Following its banks for a time, the road turned to climb a hill, and well along in the afternoon we reached “Priests,” a favorite roadhouse of the early stage line to the Yosemite. Here a good dinner was enjoyed, the machines were overhauled, and on we went. Then Big Oak Flat, a mining town of some importance, was passed, and a few miles farther Groveland, where a quite active community turned out en masse to welcome the distinguished travelers. The day’s work was done and the citizens showed a pathetic interest which testified to how little ordinarily happened. The shades of night were well down when Hamilton’s was reached—a stopping-place once well known, but now off the line of travel. Here we were hospitably entertained and slept soundly after a full day’s exercise. In the memory of all, perhaps the abundance of fried chicken for breakfast stands out as the distinguishing feature. A few will always remember it as the spot where for the first time they found themselves aboard a horse, and no kind chronicler would refer to which side of the animal they selected for the ascent. The municipally chartered pack-train, with cooks and supplies for man and beast, numbered over sixty animals, and chaparejos and cowboys, real and near, were numerous.

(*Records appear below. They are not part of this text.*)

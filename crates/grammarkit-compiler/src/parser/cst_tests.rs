use crate::parser::cst::{GLang, SyntaxKind::*, TokenSet};
use rowan::Language;

#[test]
fn token_set_contains() {
    let set = TokenSet::new(&[ParenOpen, ParenClose, Star]);
    assert!(set.contains(ParenOpen));
    assert!(set.contains(ParenClose));
    assert!(set.contains(Star));
    assert!(!set.contains(Plus));
    assert!(!set.contains(Colon));
}

#[test]
fn token_set_union() {
    let a = TokenSet::new(&[ParenOpen, ParenClose]);
    let b = TokenSet::new(&[Star, Plus]);
    let c = a.union(b);
    assert!(c.contains(ParenOpen));
    assert!(c.contains(Plus));
    assert!(!c.contains(Colon));
}

#[test]
fn token_set_ignores_node_kinds() {
    let set = TokenSet::new(&[Id]);
    assert!(!set.contains(Rule));
    assert!(!TokenSet::EMPTY.contains(Id));
}

#[test]
fn token_set_debug() {
    let set = TokenSet::new(&[Colon, Semicolon]);
    insta::assert_snapshot!(format!("{set:?}"), @"{Colon, Semicolon}");
}

#[test]
fn trivia_kinds() {
    assert!(Whitespace.is_trivia());
    assert!(Newline.is_trivia());
    assert!(LineContinuation.is_trivia());
    assert!(LineComment.is_trivia());
    assert!(BlockComment.is_trivia());
    assert!(!ParenOpen.is_trivia());
    assert!(!Error.is_trivia());
}

#[test]
fn error_kinds() {
    assert!(Error.is_error());
    assert!(Garbage.is_error());
    assert!(!Id.is_error());
    assert!(!Whitespace.is_error());
}

#[test]
fn syntax_kind_count_under_64() {
    assert!(
        (__LAST as u16) < 64,
        "SyntaxKind has {} variants, exceeds TokenSet capacity of 64",
        __LAST as u16
    );
}

#[test]
fn raw_round_trip() {
    for kind in [ParenOpen, Id, Garbage, Root, Group] {
        let raw = GLang::kind_to_raw(kind);
        assert_eq!(GLang::kind_from_raw(raw), kind);
    }
}
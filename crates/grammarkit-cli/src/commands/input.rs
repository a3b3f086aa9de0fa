use std::fs;
use std::io::{self, Read};
use std::path::PathBuf;

/// Text to tokenize: inline, a file, or stdin (`-`).
pub struct InputSource {
    pub path: Option<PathBuf>,
    pub text: Option<String>,
}

#[derive(Debug, thiserror::Error)]
pub enum InputError {
    #[error("failed to read stdin: {0}")]
    Stdin(io::Error),

    #[error("failed to read '{}': {source}", .path.display())]
    File { path: PathBuf, source: io::Error },

    #[error("input is required: use a positional argument or -s/--source")]
    Missing,
}

impl InputSource {
    pub fn new(path: Option<PathBuf>, text: Option<String>) -> Self {
        Self { path, text }
    }

    pub fn read(&self) -> Result<String, InputError> {
        if let Some(text) = &self.text {
            return Ok(text.clone());
        }
        let Some(path) = &self.path else {
            return Err(InputError::Missing);
        };
        if path.as_os_str() == "-" {
            let mut buf = String::new();
            io::stdin()
                .read_to_string(&mut buf)
                .map_err(InputError::Stdin)?;
            return Ok(buf);
        }
        fs::read_to_string(path).map_err(|source| InputError::File {
            path: path.clone(),
            source,
        })
    }
}

/// Reads the input or exits.
pub fn require_input(input: &InputSource) -> String {
    input.read().unwrap_or_else(|err| {
        eprintln!("error: {}", err);
        std::process::exit(1);
    })
}
mod message;
mod printer;

#[cfg(test)]
mod tests;

use rowan::TextRange;

pub use message::{DiagnosticKind, DiagnosticMessage, Severity};

use message::RelatedInfo;

#[derive(Debug, Clone, Default)]
pub struct Diagnostics {
    messages: Vec<DiagnosticMessage>,
}

#[must_use = "diagnostic not emitted, call .emit()"]
pub struct DiagnosticBuilder<'a> {
    diagnostics: &'a mut Diagnostics,
    message: DiagnosticMessage,
}

impl Diagnostics {
    pub fn new() -> Self {
        Self {
            messages: Vec::new(),
        }
    }

    /// Create a diagnostic with the given kind and span.
    ///
    /// Uses the kind's default message. Call `.message()` on the builder to override.
    pub fn report(&mut self, kind: DiagnosticKind, range: TextRange) -> DiagnosticBuilder<'_> {
        DiagnosticBuilder {
            diagnostics: self,
            message: DiagnosticMessage::with_default_message(kind, range),
        }
    }

    pub fn is_empty(&self) -> bool {
        self.messages.is_empty()
    }

    pub fn len(&self) -> usize {
        self.messages.len()
    }

    pub fn iter(&self) -> impl Iterator<Item = &DiagnosticMessage> {
        self.messages.iter()
    }

    pub fn has_errors(&self) -> bool {
        self.messages.iter().any(|d| d.is_error())
    }

    pub fn has_warnings(&self) -> bool {
        self.messages.iter().any(|d| d.is_warning())
    }

    pub fn error_count(&self) -> usize {
        self.messages.iter().filter(|d| d.is_error()).count()
    }

    pub fn warning_count(&self) -> usize {
        self.messages.iter().filter(|d| d.is_warning()).count()
    }

    /// Whether any diagnostic of `kind` was reported.
    pub fn contains(&self, kind: DiagnosticKind) -> bool {
        self.messages.iter().any(|d| d.kind == kind)
    }

    /// Whether an error lies inside `range`.
    pub fn has_error_within(&self, range: TextRange) -> bool {
        self.messages
            .iter()
            .any(|d| d.is_error() && range.contains_range(d.range))
    }

    /// Diagnostics with same-position duplicates removed.
    ///
    /// When two diagnostics start at the same offset, the higher-priority kind
    /// is kept.
    pub fn filtered(&self) -> Diagnostics {
        let mut suppressed = vec![false; self.messages.len()];
        for (i, a) in self.messages.iter().enumerate() {
            for (j, b) in self.messages.iter().enumerate() {
                if i == j || suppressed[i] || suppressed[j] {
                    continue;
                }
                if a.range.start() == b.range.start() && a.kind.suppresses(&b.kind) {
                    suppressed[j] = true;
                }
            }
        }

        let messages = self
            .messages
            .iter()
            .zip(suppressed)
            .filter(|(_, suppressed)| !suppressed)
            .map(|(m, _)| m.clone())
            .collect();
        Diagnostics { messages }
    }

    /// Messages in source order.
    pub fn sorted(&self) -> Diagnostics {
        let mut messages = self.messages.clone();
        messages.sort_by_key(|m| (m.range.start(), m.kind));
        Diagnostics { messages }
    }

    pub fn extend(&mut self, other: Diagnostics) {
        self.messages.extend(other.messages);
    }
}

impl std::fmt::Display for Diagnostics {
    fn fmt(&self, f: &mut std::fmt::Formatter<'_>) -> std::fmt::Result {
        for (i, diag) in self.messages.iter().enumerate() {
            if i > 0 {
                f.write_str("\n")?;
            }
            write!(f, "{diag}")?;
        }
        Ok(())
    }
}

impl<'a> DiagnosticBuilder<'a> {
    /// Provide custom detail for this diagnostic, rendered using the kind's template.
    pub fn message(mut self, msg: impl Into<String>) -> Self {
        let detail = msg.into();
        self.message.message = self.message.kind.message(Some(&detail));
        self
    }

    pub fn related_to(mut self, msg: impl Into<String>, range: TextRange) -> Self {
        self.message.related.push(RelatedInfo::new(range, msg));
        self
    }

    pub fn emit(self) {
        self.diagnostics.messages.push(self.message);
    }
}
mod args;
mod commands;
mod dispatch;

#[cfg(test)]
mod dispatch_tests;

pub use commands::build_cli;
pub use dispatch::{CheckParams, DumpParams, LexParams, ParseParams};

/// Color output mode for diagnostics.
#[derive(Clone, Copy, Debug, Default, PartialEq, Eq)]
pub enum ColorChoice {
    #[default]
    Auto,
    Always,
    Never,
}

impl ColorChoice {
    pub fn should_colorize(self) -> bool {
        match self {
            ColorChoice::Always => true,
            ColorChoice::Never => false,
            // Diagnostics go to stderr; results may be piped from stdout.
            ColorChoice::Auto => {
                std::io::IsTerminal::is_terminal(&std::io::stdout())
                    && std::io::IsTerminal::is_terminal(&std::io::stderr())
            }
        }
    }
}
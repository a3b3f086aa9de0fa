//! Grammar productions for grammar files.
//!
//! This module implements all `parse_*` methods as an extension of `Parser`.
//!
//! ```text
//! root      := (header | import | rule)*
//! header    := 'grammar' Id ';'
//! import    := 'import' Id ';'
//! rule      := 'fragment'? Id attributes? ':' body attributes? ';'
//! body      := branch ('|' branch)*
//! branch    := item*
//! item      := '~'? atom quantifier? CaptureTag?
//! atom      := literal | CharClass | Lookahead | '.' | BackRef | Id | group
//! literal   := StringLiteral ('..' StringLiteral)?
//! group     := ('(' | GroupOpen) body ')'
//! ```

use super::core::{Delimiter, Parser};
use super::cst::SyntaxKind;
use super::cst::TokenSet;
use super::cst::token_sets::{DECL_RECOVERY, ITEM_FIRST, QUANTIFIERS};
use crate::diagnostics::DiagnosticKind;

/// Tokens that end a branch without being consumed by it.
const BRANCH_END: TokenSet = TokenSet::new(&[
    SyntaxKind::Pipe,
    SyntaxKind::ParenClose,
    SyntaxKind::Semicolon,
    SyntaxKind::BraceOpen,
    SyntaxKind::KwGrammar,
    SyntaxKind::KwImport,
    SyntaxKind::KwFragment,
]);

const ATTRIBUTE_VALUE_END: TokenSet = TokenSet::new(&[
    SyntaxKind::Comma,
    SyntaxKind::BraceClose,
    SyntaxKind::Semicolon,
]);

impl Parser<'_> {
    pub fn parse_root(&mut self) {
        self.start_root();

        let mut seen_declaration = false;
        while !self.at_end() {
            let start = self.position();
            match self.current() {
                SyntaxKind::KwGrammar => {
                    if seen_declaration {
                        self.error(DiagnosticKind::MisplacedHeader, None);
                    }
                    self.parse_header();
                }
                SyntaxKind::KwImport => self.parse_import(),
                SyntaxKind::KwFragment | SyntaxKind::Id => self.parse_rule(),
                SyntaxKind::ParenClose => self.reject(DiagnosticKind::UnmatchedParen, None),
                _ => self.reject(
                    DiagnosticKind::UnexpectedToken,
                    Some("expected a rule, `import` or `grammar`"),
                ),
            }
            debug_assert!(
                self.position() > start || self.at_end(),
                "declaration made no progress"
            );
            seen_declaration = true;
        }

        self.flush_trivia();
        self.finish_node();
    }

    /// `grammar Name;`
    fn parse_header(&mut self) {
        self.start_node(SyntaxKind::Header);
        self.bump();
        self.expect(SyntaxKind::Id, DiagnosticKind::ExpectedGrammarName);
        self.finish_declaration();
        self.finish_node();
    }

    /// `import Name;`
    fn parse_import(&mut self) {
        self.start_node(SyntaxKind::Import);
        self.bump();
        self.expect(SyntaxKind::Id, DiagnosticKind::ExpectedGrammarName);
        self.finish_declaration();
        self.finish_node();
    }

    /// `fragment? Name {attrs}? : body {attrs}? ;`
    fn parse_rule(&mut self) {
        self.start_node(SyntaxKind::Rule);
        self.eat(SyntaxKind::KwFragment);

        if !self.expect(SyntaxKind::Id, DiagnosticKind::ExpectedRuleName) {
            self.finish_declaration();
            self.finish_node();
            return;
        }

        if self.at(SyntaxKind::BraceOpen) {
            self.parse_attributes();
        }

        if !self.expect(SyntaxKind::Colon, DiagnosticKind::ExpectedColon) {
            self.finish_declaration();
            self.finish_node();
            return;
        }

        self.parse_body(false);

        if self.at(SyntaxKind::BraceOpen) {
            self.parse_attributes();
        }

        self.finish_declaration();
        self.finish_node();
    }

    /// Consumes the closing `;`. Anything before it is wrapped in an error node,
    /// unless the next declaration already starts.
    fn finish_declaration(&mut self) {
        if self.eat(SyntaxKind::Semicolon) {
            return;
        }
        if self.at_rule_head() {
            self.error(DiagnosticKind::ExpectedSemicolon, None);
            return;
        }
        self.skip_until(DiagnosticKind::ExpectedSemicolon, DECL_RECOVERY);
        self.eat(SyntaxKind::Semicolon);
    }

    /// `{ flag, key: value, ... }`
    fn parse_attributes(&mut self) {
        self.start_node(SyntaxKind::Attributes);
        let opened = self.open();

        while !self.at_end() {
            match self.current() {
                SyntaxKind::BraceClose | SyntaxKind::Semicolon => break,
                SyntaxKind::Id | SyntaxKind::KwFragment => self.parse_attribute(),
                SyntaxKind::Comma => self.bump(),
                _ => self.reject(DiagnosticKind::ExpectedAttribute, None),
            }
        }

        self.close(Delimiter::Attributes, opened);
        self.finish_node();
    }

    fn parse_attribute(&mut self) {
        self.start_node(SyntaxKind::Attribute);
        self.bump();
        if self.eat(SyntaxKind::Colon) {
            self.start_node(SyntaxKind::AttributeValue);
            while !self.at_end() && !self.at_any(ATTRIBUTE_VALUE_END) {
                self.bump();
            }
            self.finish_node();
        }
        self.finish_node();
    }

    /// Alternatives separated by `|`.
    fn parse_body(&mut self, in_group: bool) {
        self.start_node(SyntaxKind::Body);
        self.parse_branch(in_group);
        while self.eat(SyntaxKind::Pipe) {
            self.parse_branch(in_group);
        }
        self.finish_node();
    }

    fn parse_branch(&mut self, in_group: bool) {
        self.start_node(SyntaxKind::Branch);
        while !self.at_end() && !self.at_rule_head() {
            let kind = self.current();
            if ITEM_FIRST.contains(kind) {
                self.parse_item();
            } else if kind == SyntaxKind::ParenClose && !in_group {
                self.reject(DiagnosticKind::UnmatchedParen, None);
            } else if BRANCH_END.contains(kind) {
                break;
            } else if QUANTIFIERS.contains(kind) {
                self.reject(DiagnosticKind::InvalidQuantifier, Some("nothing to repeat"));
            } else {
                self.reject(DiagnosticKind::UnexpectedToken, Some("not a rule item"));
            }
        }
        self.finish_node();
    }

    fn parse_item(&mut self) {
        if !self.descend() {
            return;
        }

        self.start_node(SyntaxKind::Item);
        self.eat(SyntaxKind::Tilde);

        match self.current() {
            SyntaxKind::StringLiteral => self.parse_literal(),
            SyntaxKind::CharClass | SyntaxKind::Lookahead => self.wrap_token(SyntaxKind::Class),
            SyntaxKind::Dot => self.wrap_token(SyntaxKind::Wildcard),
            SyntaxKind::Id => self.wrap_token(SyntaxKind::Ref),
            SyntaxKind::BackRef => self.bump(),
            SyntaxKind::ParenOpen | SyntaxKind::GroupOpen => self.parse_group(),
            _ => self.error(DiagnosticKind::ExpectedItem, None),
        }

        if self.at_any(QUANTIFIERS) {
            self.bump();
            if self.at_any(QUANTIFIERS) {
                self.reject(DiagnosticKind::InvalidQuantifier, Some("repeated quantifier"));
            }
        }
        self.eat(SyntaxKind::CaptureTag);

        self.finish_node();
        self.ascend();
    }

    fn wrap_token(&mut self, kind: SyntaxKind) {
        self.start_node(kind);
        self.bump();
        self.finish_node();
    }

    /// `'text'` or `'a'..'z'`
    fn parse_literal(&mut self) {
        self.start_node(SyntaxKind::Literal);
        self.bump();
        if self.eat(SyntaxKind::DotDot) && !self.eat(SyntaxKind::StringLiteral) {
            self.error(DiagnosticKind::ExpectedItem, Some("range end literal"));
        }
        self.finish_node();
    }

    /// `( body )` or `(?<name> body )`
    fn parse_group(&mut self) {
        self.start_node(SyntaxKind::Group);
        let opened = self.open();
        self.parse_body(true);
        self.close(Delimiter::Group, opened);
        self.finish_node();
    }
}
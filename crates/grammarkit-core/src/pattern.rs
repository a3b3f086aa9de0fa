//! Compiled pattern table for literal and expression atoms.
//!
//! Patterns are compiled once when a grammar is built and addressed by
//! [`PatternId`]. Identical sources share one entry.

use std::collections::HashMap;
use std::ops::Range;

use regex_automata::meta::Regex;
use regex_automata::{Anchored, Input};

/// Handle into a [`PatternTable`].
#[derive(Debug, Clone, Copy, PartialEq, Eq, Hash)]
pub struct PatternId(u32);

impl PatternId {
    #[inline]
    pub fn as_u32(self) -> u32 {
        self.0
    }
}

#[derive(Debug, Clone, PartialEq, Eq, thiserror::Error)]
pub enum PatternError {
    #[error("invalid pattern `{pattern}`: {message}")]
    Invalid { pattern: String, message: String },
}

/// A compiled matcher.
#[derive(Debug, Clone)]
pub enum Pattern {
    /// Anchored regex; consumes what it matches.
    Regex(Regex),
    /// `(?!X)`: zero-width, succeeds where `X` does not match.
    NotFollowedBy(Regex),
}

impl Pattern {
    /// Byte length matched at the start of `haystack`.
    pub fn match_prefix(&self, haystack: &str) -> Option<usize> {
        self.match_at(haystack, 0..haystack.len())
    }

    /// End offset of a match anchored at `span.start` that stays within
    /// `span`. Text before the span is still visible to `\b` assertions.
    ///
    /// `span` must lie within `haystack`.
    pub fn match_at(&self, haystack: &str, span: Range<usize>) -> Option<usize> {
        let start = span.start;
        let input = Input::new(haystack).span(span).anchored(Anchored::Yes);
        match self {
            Pattern::Regex(re) => re.search(&input).map(|m| m.end()),
            Pattern::NotFollowedBy(re) => match re.search(&input) {
                Some(_) => None,
                None => Some(start),
            },
        }
    }

    /// Whether a successful match consumes nothing.
    pub fn is_zero_width(&self) -> bool {
        matches!(self, Pattern::NotFollowedBy(_))
    }

    /// Whether the pattern matches all of `haystack`.
    pub fn match_whole(&self, haystack: &str) -> bool {
        let input = Input::new(haystack).anchored(Anchored::Yes);
        match self {
            Pattern::Regex(re) => re
                .search(&input)
                .is_some_and(|m| m.end() == haystack.len()),
            Pattern::NotFollowedBy(re) => re.search(&input).is_none(),
        }
    }
}

/// How an atom's text turns into a regex.
#[derive(Debug, Clone, Copy, PartialEq, Eq)]
pub enum PatternSource<'a> {
    /// Quoted literal. Bare words get word boundaries.
    Literal(&'a str),
    /// `'a'..'z'`
    LiteralRange(char, char),
    /// `[...]`, `.`, `(?!...)`, or any other raw regex.
    Expression(&'a str),
    /// Regex used verbatim, no literal treatment.
    Raw(&'a str),
}

impl PatternSource<'_> {
    /// Regex source plus whether it is a negative lookahead.
    fn to_regex(self) -> (String, bool) {
        match self {
            PatternSource::Literal(text) => {
                let escaped = regex_syntax::escape(text);
                if is_bare_word(text) {
                    (format!(r"\b{escaped}\b"), false)
                } else {
                    (escaped, false)
                }
            }
            PatternSource::LiteralRange(lo, hi) => {
                let lo = regex_syntax::escape(lo.encode_utf8(&mut [0; 4]));
                let hi = regex_syntax::escape(hi.encode_utf8(&mut [0; 4]));
                (format!("[{lo}-{hi}]"), false)
            }
            PatternSource::Expression(".") => ("(?s:.)".to_string(), false),
            PatternSource::Expression(source) => {
                match source
                    .strip_prefix("(?!")
                    .and_then(|rest| rest.strip_suffix(')'))
                {
                    Some(inner) => (inner.to_string(), true),
                    None => (source.to_string(), false),
                }
            }
            PatternSource::Raw(source) => (source.to_string(), false),
        }
    }
}

/// `^\w+$`
pub fn is_bare_word(text: &str) -> bool {
    !text.is_empty() && text.chars().all(|c| c.is_alphanumeric() || c == '_')
}

#[derive(Debug, Clone, Default)]
pub struct PatternTable {
    lookup: HashMap<(String, bool), PatternId>,
    entries: Vec<Entry>,
}

#[derive(Debug, Clone)]
struct Entry {
    source: String,
    pattern: Pattern,
}

impl PatternTable {
    pub fn new() -> Self {
        Self::default()
    }

    /// Compiles `source`, reusing an existing entry for the same regex.
    pub fn intern(&mut self, source: PatternSource<'_>) -> Result<PatternId, PatternError> {
        let (regex, negated) = source.to_regex();
        self.intern_regex(regex, negated)
    }

    fn intern_regex(&mut self, regex: String, negated: bool) -> Result<PatternId, PatternError> {
        let key = (regex, negated);
        if let Some(&id) = self.lookup.get(&key) {
            return Ok(id);
        }

        let compiled = Regex::new(&key.0).map_err(|e| PatternError::Invalid {
            pattern: key.0.clone(),
            message: e.to_string(),
        })?;
        let pattern = if negated {
            Pattern::NotFollowedBy(compiled)
        } else {
            Pattern::Regex(compiled)
        };

        let id = PatternId(self.entries.len() as u32);
        self.entries.push(Entry {
            source: key.0.clone(),
            pattern,
        });
        self.lookup.insert(key, id);
        Ok(id)
    }

    /// Copies an entry of another table into this one.
    pub fn import(&mut self, other: &PatternTable, id: PatternId) -> PatternId {
        let entry = &other.entries[id.0 as usize];
        let negated = matches!(entry.pattern, Pattern::NotFollowedBy(_));
        let key = (entry.source.clone(), negated);
        if let Some(&existing) = self.lookup.get(&key) {
            return existing;
        }
        let new_id = PatternId(self.entries.len() as u32);
        self.entries.push(entry.clone());
        self.lookup.insert(key, new_id);
        new_id
    }

    pub fn get(&self, id: PatternId) -> &Pattern {
        &self.entries[id.0 as usize].pattern
    }

    /// Regex source the entry was compiled from.
    pub fn source(&self, id: PatternId) -> &str {
        &self.entries[id.0 as usize].source
    }

    pub fn len(&self) -> usize {
        self.entries.len()
    }

    pub fn is_empty(&self) -> bool {
        self.entries.is_empty()
    }
}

The ride to the rim of the South Fork of the Tuolumne was short. The new trail was not sufficiently settled to be safe for the sharp descents, and for three-quarters of a mile the horses and mules were turned loose and the company dropped down the mountainside on foot. The lovely stream of water running between mountainous, wooded banks was followed up for many miles.
About midday a charming spot for luncheon was found, where Corral Creek tumbles in a fine cascade on its way to the river. The day was warm, and when the mouth of Eleanor Creek was reached many enjoyed a good swim in an attractive deep basin.